How to choose a suitable diagram?

Zhong Xiaoxue
4 min readMar 16, 2022

--

When faced with a set of data, we may be confused about what diagram to use. But we need to know that it is not the data that chooses the graph, but the opinion that we want to express.

The visualization you create depends on:

• The questions you are trying to ask

• The properties of your data

• How you want to present and communicate your insights to others

So, how to choose the right graph?

There is a framework for chart selection, starting from five correlations of data, composition, comparison, trend, distribution and relation. Then look at the categories, dimensions, dynamic or static status of the data. We can find suitable graphics according to this framework, and finally implement them in visualization tools such as python, R, Tableau, etc. In addition, in order to highlight our point of view well, such as a significant drop in sales in a certain region, a significant increase in the market share of a certain product or a certain indicator exceeding the warning value, etc., the display details of the diagrams can be adjusted in the visualization tool.

Composition mainly focuses on the percentage of the whole of each part. For static data, if the information you want to express includes: “share”, “percentage” and “what percentage is expected to reach”, you can use a pie chart at this time. It is worth noting that the pie chart presents data changes by area. When the proportion of each indicator is close, it is impossible to intuitively judge the size of the area. At this time, the bar chart is selected to present the data, and the sizes are clearer. To express the compositional relationship that changes over time, we can use stacked column chart and area chart.

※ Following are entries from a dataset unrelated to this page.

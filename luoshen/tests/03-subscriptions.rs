// Copyright (c) 2024 Xu Shaohua <shaohua@biofan.org>. All rights reserved.
// Use of this source is governed by Apache-2.0 License that can be found
// in the LICENSE file.

use codec::{
    ConnectAckPacket, EncodePacket, MqttPacket, PacketId, PublishPacket, QoS, ReasonCode,
    SubscribeAck, SubscribeAckPacket, UnsubscribeAckPacket, V5,
};
use std::sync::atomic::{AtomicUsize, Ordering};
use std::sync::Arc;

use luoshen::{Client, ConnectOptions, ErrorKind, Message, TopicFilter};

mod common;
use common::{ticks, MockLink};

fn connected_client() -> (Client, MockLink) {
    let (link, transport) = MockLink::new();
    let options = ConnectOptions::builder("broker.test", 1883)
        .client_id("c1")
        .build()
        .unwrap();
    let client = Client::with_transport(options, transport);

    let handle = client.connect(true);
    ticks(&client, 3);
    let mut ack = ConnectAckPacket::new(false);
    ack.set_reason_code(ReasonCode::Success);
    let mut buf = Vec::new();
    ack.encode::<V5>(&mut buf).unwrap();
    link.inject_packet(buf);
    ticks(&client, 2);
    assert!(handle.wait().is_ok());
    link.take_sent();
    (client, link)
}

fn encode<P: EncodePacket>(packet: &P) -> Vec<u8> {
    let mut buf = Vec::new();
    packet.encode::<V5>(&mut buf).unwrap();
    buf
}

fn sent_subscribe_id(link: &MockLink) -> PacketId {
    let sent = link.take_sent();
    assert_eq!(sent.len(), 1);
    let MqttPacket::Subscribe(subscribe) = MqttPacket::parse::<V5>(&sent[0]).unwrap() else {
        panic!("expected SUBSCRIBE");
    };
    subscribe.packet_id()
}

#[test]
fn test_subscribe_with_mixed_results() {
    let (client, link) = connected_client();

    let sink_calls = Arc::new(AtomicUsize::new(0));
    let seen = Arc::clone(&sink_calls);
    let filters = vec![
        TopicFilter::new("a/b", QoS::AtLeastOnce)
            .unwrap()
            .with_sink(move |_msg| {
                seen.fetch_add(1, Ordering::SeqCst);
            }),
        TopicFilter::new("$SYS/#", QoS::AtMostOnce).unwrap(),
    ];
    let handle = client.subscribe(filters);
    ticks(&client, 2);

    let packet_id = sent_subscribe_id(&link);
    let suback = SubscribeAckPacket::with_acks(
        packet_id,
        vec![
            SubscribeAck::GrantedQoS(QoS::AtLeastOnce),
            SubscribeAck::Failed(0x80),
        ],
    );
    link.inject_packet(encode(&suback));
    ticks(&client, 2);

    let results = handle.wait().unwrap();
    assert_eq!(results.len(), 2);
    assert_eq!(results[0].filter, "a/b");
    assert_eq!(results[0].granted_qos, Some(QoS::AtLeastOnce));
    assert!(results[0].is_granted());
    assert_eq!(results[1].filter, "$SYS/#");
    assert_eq!(results[1].granted_qos, None);
    assert_eq!(results[1].code, 0x80);

    // Only the granted filter is live: a publish on a/b reaches the sink.
    link.inject_packet(encode(
        &PublishPacket::new("a/b", QoS::AtMostOnce, b"x").unwrap(),
    ));
    ticks(&client, 2);
    assert_eq!(sink_calls.load(Ordering::SeqCst), 1);
}

#[test]
fn test_wildcard_dispatch_exactly_once() {
    let (client, link) = connected_client();

    let sink_calls = Arc::new(AtomicUsize::new(0));
    let seen = Arc::clone(&sink_calls);
    let filter = TopicFilter::new("home/+/temp", QoS::AtMostOnce)
        .unwrap()
        .with_sink(move |message| {
            assert_eq!(message.topic(), "home/kitchen/temp");
            seen.fetch_add(1, Ordering::SeqCst);
        });
    let handle = client.subscribe_filter(filter);
    ticks(&client, 2);

    let packet_id = sent_subscribe_id(&link);
    let suback =
        SubscribeAckPacket::with_acks(packet_id, vec![SubscribeAck::GrantedQoS(QoS::AtMostOnce)]);
    link.inject_packet(encode(&suback));
    ticks(&client, 2);
    assert!(handle.wait().is_ok());

    link.inject_packet(encode(
        &PublishPacket::new("home/kitchen/temp", QoS::AtMostOnce, b"21").unwrap(),
    ));
    ticks(&client, 2);
    assert_eq!(sink_calls.load(Ordering::SeqCst), 1);

    // One level too deep: no dispatch.
    link.inject_packet(encode(
        &PublishPacket::new("home/kitchen/living/temp", QoS::AtMostOnce, b"21").unwrap(),
    ));
    ticks(&client, 2);
    assert_eq!(sink_calls.load(Ordering::SeqCst), 1);
}

#[test]
fn test_unsubscribe_removes_subscription() {
    let (client, link) = connected_client();

    let sink_calls = Arc::new(AtomicUsize::new(0));
    let seen = Arc::clone(&sink_calls);
    let filter = TopicFilter::new("news", QoS::AtMostOnce)
        .unwrap()
        .with_sink(move |_msg| {
            seen.fetch_add(1, Ordering::SeqCst);
        });
    let subscribe = client.subscribe_filter(filter);
    ticks(&client, 2);
    let packet_id = sent_subscribe_id(&link);
    link.inject_packet(encode(&SubscribeAckPacket::with_acks(
        packet_id,
        vec![SubscribeAck::GrantedQoS(QoS::AtMostOnce)],
    )));
    ticks(&client, 2);
    assert!(subscribe.wait().is_ok());

    let unsubscribe = client.unsubscribe(vec!["news".to_string()]);
    ticks(&client, 2);
    let sent = link.take_sent();
    let MqttPacket::Unsubscribe(packet) = MqttPacket::parse::<V5>(&sent[0]).unwrap() else {
        panic!("expected UNSUBSCRIBE");
    };
    link.inject_packet(encode(&UnsubscribeAckPacket::with_codes(
        packet.packet_id(),
        vec![ReasonCode::Success],
    )));
    ticks(&client, 2);

    let results = unsubscribe.wait().unwrap();
    assert_eq!(results.len(), 1);
    assert!(results[0].accepted);

    // Messages on the removed filter are no longer dispatched to its sink.
    link.inject_packet(encode(
        &PublishPacket::new("news", QoS::AtMostOnce, b"x").unwrap(),
    ));
    ticks(&client, 2);
    assert_eq!(sink_calls.load(Ordering::SeqCst), 0);
}

#[test]
fn test_subscribe_while_disconnected() {
    let (_link, transport) = MockLink::new();
    let options = ConnectOptions::builder("broker.test", 1883).build().unwrap();
    let client = Client::with_transport(options, transport);

    let handle = client.subscribe_filter(TopicFilter::new("a", QoS::AtMostOnce).unwrap());
    ticks(&client, 2);
    assert_eq!(handle.wait().unwrap_err().kind(), ErrorKind::InvalidState);
}

#[test]
fn test_queue_full_rejects_immediately() {
    let (_link, transport) = MockLink::new();
    let options = ConnectOptions::builder("broker.test", 1883)
        .max_pending_commands(1)
        .build()
        .unwrap();
    let client = Client::with_transport(options, transport);

    // Without ticking, the queue holds at most one command.
    let _first = client.connect(true);
    let second = client.publish(Message::new("t", QoS::AtMostOnce, b"x").unwrap());
    assert_eq!(second.wait().unwrap_err().kind(), ErrorKind::QueueFull);
}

Comparisons show the order in which things are arranged. Is it about the same, or is one more or less than the other? To compare relative relationships, when the amount of data is large and there are many types, table can be used. For many categories, you can choose from various types of column charts.

Trend is the most common time series relationship. It is concerned with how data changes over time: weekly, monthly, and yearly trends are increasing, decreasing, fluctuating, or basically unchanged. At this time, it is better to use a line graph to show the indicators trends over time. If there are fewer dates, you can use a bar chart to reflect the change in trend.

Distribution is referred with how many items are included in each value range. Typical information will include: “concentration”, “frequency” and “distribution”, etc. In this case, Histogram, scatter plot and bubble plot can be used for 1D, 2D and 3D data respectively. At the same time, it can also display different distribution characteristics through maps according to geographic location data.

Relations mainly refer to whether two or more variables express the pattern relationship we expect to prove. For example, the expected sales may increase with the increase of the discount rate. At this time, it can be displayed in a scatter plot, which is used to express the relationship between variables such as “related to…”, “increased with…” or “different with…”. When the data dimension increases, it can be expressed with bubble charts and radar charts.

In conclusion, to deliver a data visualization work in industry, the experience of choosing the appropriate chart to express the opinion is highly needed. Mastering the characteristics of different diagrams can make your visualization more logical and efficient in report.

Reference:

https://help.tableau.com/current/pro/desktop/en-us/what_chart_example.html

--

--